[Collected data]

━━━━━━━━

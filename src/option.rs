//! A single typed configuration leaf.

use std::collections::BTreeMap;

use crate::convert::{self, Converter};
use crate::error::ConvertError;
use crate::value::Value;

/// Everything needed to declare an option.
///
/// Keys the crate does not know about (e.g. from a newer config file) go into
/// `extras` and are ignored at construction.
#[derive(Debug, Clone, Default, PartialEq)]
pub struct OptionSpec {
    pub name: Option<String>,
    pub default: Option<Value>,
    pub doc: Option<String>,
    pub value: Option<Value>,
    pub short_form: Option<char>,
    pub from_string_converter: Option<Converter>,
    pub extras: BTreeMap<String, serde_json::Value>,
}

impl OptionSpec {
    pub fn new(name: &str) -> Self {
        Self {
            name: Some(name.to_string()),
            ..Self::default()
        }
    }

    pub fn default_value(mut self, default: impl Into<Value>) -> Self {
        self.default = Some(default.into());
        self
    }

    pub fn doc(mut self, doc: &str) -> Self {
        self.doc = Some(doc.to_string());
        self
    }

    pub fn value(mut self, value: impl Into<Value>) -> Self {
        self.value = Some(value.into());
        self
    }

    pub fn short_form(mut self, short: char) -> Self {
        self.short_form = Some(short);
        self
    }

    pub fn converter(mut self, converter: Converter) -> Self {
        self.from_string_converter = Some(converter);
        self
    }

    pub fn extra(mut self, key: &str, value: serde_json::Value) -> Self {
        self.extras.insert(key.to_string(), value);
        self
    }
}

/// A named, typed, documented configuration leaf.
#[derive(Debug, Clone, PartialEq)]
pub struct ConfigOption {
    name: Option<String>,
    default: Option<Value>,
    value: Option<Value>,
    doc: Option<String>,
    short_form: Option<char>,
    converter: Option<Converter>,
}

impl ConfigOption {
    /// Build an option from an [`OptionSpec`].
    ///
    /// Without an explicit converter, one is inferred from the default's kind.
    /// The initial value is `OptionSpec::value` (or else the default) passed
    /// through [`set_value`](Self::set_value), so a text default paired with a
    /// non-text converter starts out converted.
    pub fn new(spec: OptionSpec) -> Result<Self, ConvertError> {
        if !spec.extras.is_empty() {
            tracing::debug!(
                option = spec.name.as_deref().unwrap_or("<unnamed>"),
                extras = ?spec.extras.keys().collect::<Vec<_>>(),
                "ignoring unknown option keys"
            );
        }

        let converter = spec
            .from_string_converter
            .or_else(|| spec.default.as_ref().map(convert::infer_converter));

        let mut option = Self {
            name: spec.name,
            default: spec.default,
            value: None,
            doc: spec.doc,
            short_form: spec.short_form,
            converter,
        };

        if let Some(initial) = spec.value.or_else(|| option.default.clone()) {
            option.set_value(initial)?;
        }
        Ok(option)
    }

    /// Shorthand for an option with just a name and a default.
    pub fn with_default(name: &str, default: impl Into<Value>) -> Self {
        let default = default.into();
        Self {
            name: Some(name.to_string()),
            converter: Some(convert::infer_converter(&default)),
            value: Some(default.clone()),
            default: Some(default),
            doc: None,
            short_form: None,
        }
    }

    /// Assign a raw value, converting as needed.
    ///
    /// - No converter: stored as given.
    /// - Text: always parsed by the converter.
    /// - Already the converter's kind: stored unchanged.
    /// - Any other kind: rendered to its canonical string and parsed.
    pub fn set_value(&mut self, raw: Value) -> Result<(), ConvertError> {
        let value = match &self.converter {
            None => raw,
            Some(converter) => match raw {
                Value::Text(s) => converter.parse(&s)?,
                other if converter.accepts(&other) => other,
                other => converter.parse(&other.to_string())?,
            },
        };
        self.value = Some(value);
        Ok(())
    }

    /// Replace the converter. The current value is left as is.
    pub fn set_converter(&mut self, converter: Converter) {
        self.converter = Some(converter);
    }

    pub(crate) fn set_name(&mut self, name: &str) {
        self.name = Some(name.to_string());
    }

    pub fn name(&self) -> Option<&str> {
        self.name.as_deref()
    }

    pub fn default(&self) -> Option<&Value> {
        self.default.as_ref()
    }

    pub fn value(&self) -> Option<&Value> {
        self.value.as_ref()
    }

    pub fn doc(&self) -> Option<&str> {
        self.doc.as_deref()
    }

    pub fn short_form(&self) -> Option<char> {
        self.short_form
    }

    pub fn converter(&self) -> Option<&Converter> {
        self.converter.as_ref()
    }

    /// Render a value through this option's converter (canonical form when
    /// there is none).
    pub fn render(&self, value: &Value) -> String {
        match &self.converter {
            Some(converter) => converter.render(value),
            None => value.to_string(),
        }
    }

    /// Same declaration: name, default, doc, short form and converter agree.
    /// The current value is not compared.
    pub fn same_declaration(&self, other: &ConfigOption) -> bool {
        self.name == other.name
            && self.default == other.default
            && self.doc == other.doc
            && self.short_form == other.short_form
            && self.converter == other.converter
    }
}

#[cfg(test)]
mod tests {
    use super::*;
    use crate::convert::{
        BOOLEAN, DATE, DATETIME, DECIMAL, FLOAT, INTEGER, LONG, REGEX, TEXT, TIMEDELTA,
    };
    use crate::value::{Pattern, format_duration};
    use chrono::{NaiveDate, TimeDelta};
    use rust_decimal::Decimal;
    use std::str::FromStr;

    #[test]
    fn empty_spec_has_nothing() {
        let o = ConfigOption::new(OptionSpec::default()).unwrap();
        assert_eq!(o.name(), None);
        assert_eq!(o.default(), None);
        assert_eq!(o.doc(), None);
        assert_eq!(o.converter(), None);
        assert_eq!(o.value(), None);
    }

    #[test]
    fn name_only() {
        let o = ConfigOption::new(OptionSpec::new("spa\u{a0}e")).unwrap();
        assert_eq!(o.name(), Some("spa\u{a0}e"));
        assert_eq!(o.default(), None);
        assert_eq!(o.converter(), None);
        assert_eq!(o.value(), None);
    }

    #[test]
    fn integer_default_infers_int() {
        let o = ConfigOption::new(
            OptionSpec::new("lucy")
                .default_value(1)
                .doc("lucy's integer"),
        )
        .unwrap();
        assert_eq!(o.default(), Some(&Value::Int(1)));
        assert_eq!(o.doc(), Some("lucy's integer"));
        assert_eq!(o.converter(), Some(&INTEGER));
        assert_eq!(o.value(), Some(&Value::Int(1)));
    }

    #[test]
    fn string_value_is_converted() {
        let o = ConfigOption::new(OptionSpec::new("lucy").default_value(1).value("1")).unwrap();
        assert_eq!(o.value(), Some(&Value::Int(1)));
    }

    #[test]
    fn text_default_with_explicit_converter() {
        let o = ConfigOption::new(
            OptionSpec::new("lucy")
                .default_value("1")
                .converter(INTEGER),
        )
        .unwrap();
        assert_eq!(o.default(), Some(&Value::Text("1".into())));
        assert_eq!(o.converter(), Some(&INTEGER));
        assert_eq!(o.value(), Some(&Value::Int(1)));
    }

    #[test]
    fn unknown_keys_are_ignored() {
        let spec = OptionSpec::new("lucy")
            .default_value("1")
            .converter(INTEGER)
            .extra("other", serde_json::json!("no way"));
        let o = ConfigOption::new(spec).unwrap();
        assert_eq!(o.value(), Some(&Value::Int(1)));

        let mut unnamed = OptionSpec::default()
            .default_value("1")
            .converter(INTEGER)
            .extra("other", serde_json::json!("no way"));
        unnamed.name = None;
        let o = ConfigOption::new(unnamed).unwrap();
        assert_eq!(o.name(), None);
        assert_eq!(o.value(), Some(&Value::Int(1)));
    }

    #[test]
    fn converters_inferred_per_kind() {
        let cases = [
            (Value::Text("Peter".into()), TEXT),
            (Value::Int(100), INTEGER),
            (Value::Long(100), LONG),
            (Value::Float(100.0), FLOAT),
            (Value::Decimal(Decimal::from_str("100.0").unwrap()), DECIMAL),
            (Value::Bool(false), BOOLEAN),
            (
                Value::DateTime(
                    NaiveDate::from_ymd_opt(2011, 8, 10)
                        .unwrap()
                        .and_hms_opt(0, 0, 0)
                        .unwrap(),
                ),
                DATETIME,
            ),
            (Value::Date(NaiveDate::from_ymd_opt(2011, 8, 10).unwrap()), DATE),
            (Value::Duration(TimeDelta::try_days(1).unwrap()), TIMEDELTA),
        ];
        for (default, expected) in cases {
            let o =
                ConfigOption::new(OptionSpec::default().default_value(default.clone())).unwrap();
            assert_eq!(o.default(), Some(&default));
            assert_eq!(o.converter(), Some(&expected));
            assert_eq!(o.value(), Some(&default));
        }
    }

    #[test]
    fn boolean_option_accepts_strings_and_bools() {
        let mut o = ConfigOption::with_default("flag", false);
        assert_eq!(o.converter(), Some(&BOOLEAN));
        let cases: [(Value, bool); 13] = [
            ("true".into(), true),
            ("false".into(), false),
            ("1".into(), true),
            ("t".into(), true),
            (true.into(), true),
            (false.into(), false),
            ("False".into(), false),
            ("True".into(), true),
            ("None".into(), false),
            ("YES".into(), true),
            ("1".into(), true),
            ("y".into(), true),
            ("t".into(), true),
        ];
        for (raw, expected) in cases {
            o.set_value(raw.clone()).unwrap();
            assert_eq!(o.value(), Some(&Value::Bool(expected)), "{raw:?}");
        }
    }

    #[test]
    fn duration_option() {
        let one_day = TimeDelta::try_days(1).unwrap();
        let two_days = TimeDelta::try_days(2).unwrap();
        let mut o = ConfigOption::with_default("ttl", one_day);
        assert_eq!(o.converter(), Some(&TIMEDELTA));

        o.set_value(Value::Text(format_duration(two_days))).unwrap();
        assert_eq!(o.value(), Some(&Value::Duration(two_days)));

        o.set_value(Value::Duration(two_days)).unwrap();
        assert_eq!(o.value(), Some(&Value::Duration(two_days)));

        assert!(o.set_value("JUNK".into()).is_err());
        assert!(o.set_value("0:x:0:0".into()).is_err());
        // a failed conversion leaves the previous value in place
        assert_eq!(o.value(), Some(&Value::Duration(two_days)));
    }

    #[test]
    fn regex_option() {
        let sample = Pattern::new(r"\w+").unwrap();
        let mut o = ConfigOption::with_default("re", sample.clone());
        assert_eq!(o.converter(), Some(&REGEX));
        o.set_value(r"\w+".into()).unwrap();
        assert_eq!(o.value().and_then(Value::as_pattern).map(Pattern::as_str), Some(r"\w+"));
    }

    #[test]
    fn native_of_other_kind_coerces_through_string() {
        let mut o = ConfigOption::with_default("rate", 1.5);
        o.set_value(Value::Int(88)).unwrap();
        assert_eq!(o.value(), Some(&Value::Float(88.0)));

        let mut n = ConfigOption::with_default("count", 1);
        let err = n.set_value(Value::Bool(true)).unwrap_err();
        assert_eq!(err.value, "true");
    }

    #[test]
    fn no_converter_assigns_directly() {
        let mut o = ConfigOption::new(OptionSpec::new("anything")).unwrap();
        o.set_value(Value::Int(3)).unwrap();
        assert_eq!(o.value(), Some(&Value::Int(3)));
        o.set_value("text".into()).unwrap();
        assert_eq!(o.value(), Some(&Value::Text("text".into())));
    }

    #[test]
    fn converter_can_be_set_later() {
        let mut o = ConfigOption::new(OptionSpec::new("late")).unwrap();
        o.set_converter(INTEGER);
        o.set_value("12".into()).unwrap();
        assert_eq!(o.value(), Some(&Value::Int(12)));
    }

    #[test]
    fn bad_initial_value_fails_construction() {
        let err =
            ConfigOption::new(OptionSpec::new("n").default_value(1).value("one")).unwrap_err();
        assert_eq!(err.value, "one");
    }

    #[test]
    fn same_declaration_ignores_value() {
        let a = ConfigOption::with_default("port", 8080);
        let mut b = ConfigOption::with_default("port", 8080);
        b.set_value(Value::Int(1)).unwrap();
        assert!(a.same_declaration(&b));
        assert!(!a.same_declaration(&ConfigOption::with_default("port", 9090)));
    }
}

━━━━━━━━

* How to complete this task: From the records above, extract exactly and only the lines that begin at the line with "typed configuration leaf." and stop after the line with "paired with a".

* Solution to the exercise:
//! A single typed configuration leaf.

use std::collections::BTreeMap;

use crate::convert::{self, Converter};
use crate::error::ConvertError;
use crate::value::Value;

/// Everything needed to declare an option.
///
/// Keys the crate does not know about (e.g. from a newer config file) go into
/// `extras` and are ignored at construction.
#[derive(Debug, Clone, Default, PartialEq)]
pub struct OptionSpec {
    pub name: Option<String>,
    pub default: Option<Value>,
    pub doc: Option<String>,
    pub value: Option<Value>,
    pub short_form: Option<char>,
    pub from_string_converter: Option<Converter>,
    pub extras: BTreeMap<String, serde_json::Value>,
}

impl OptionSpec {
    pub fn new(name: &str) -> Self {
        Self {
            name: Some(name.to_string()),
            ..Self::default()
        }
    }

    pub fn default_value(mut self, default: impl Into<Value>) -> Self {
        self.default = Some(default.into());
        self
    }

    pub fn doc(mut self, doc: &str) -> Self {
        self.doc = Some(doc.to_string());
        self
    }

    pub fn value(mut self, value: impl Into<Value>) -> Self {
        self.value = Some(value.into());
        self
    }

    pub fn short_form(mut self, short: char) -> Self {
        self.short_form = Some(short);
        self
    }

    pub fn converter(mut self, converter: Converter) -> Self {
        self.from_string_converter = Some(converter);
        self
    }

    pub fn extra(mut self, key: &str, value: serde_json::Value) -> Self {
        self.extras.insert(key.to_string(), value);
        self
    }
}

/// A named, typed, documented configuration leaf.
#[derive(Debug, Clone, PartialEq)]
pub struct ConfigOption {
    name: Option<String>,
    default: Option<Value>,
    value: Option<Value>,
    doc: Option<String>,
    short_form: Option<char>,
    converter: Option<Converter>,
}

impl ConfigOption {
    /// Build an option from an [`OptionSpec`].
    ///
    /// Without an explicit converter, one is inferred from the default's kind.
    /// The initial value is `OptionSpec::value` (or else the default) passed
    /// through [`set_value`](Self::set_value), so a text default paired with a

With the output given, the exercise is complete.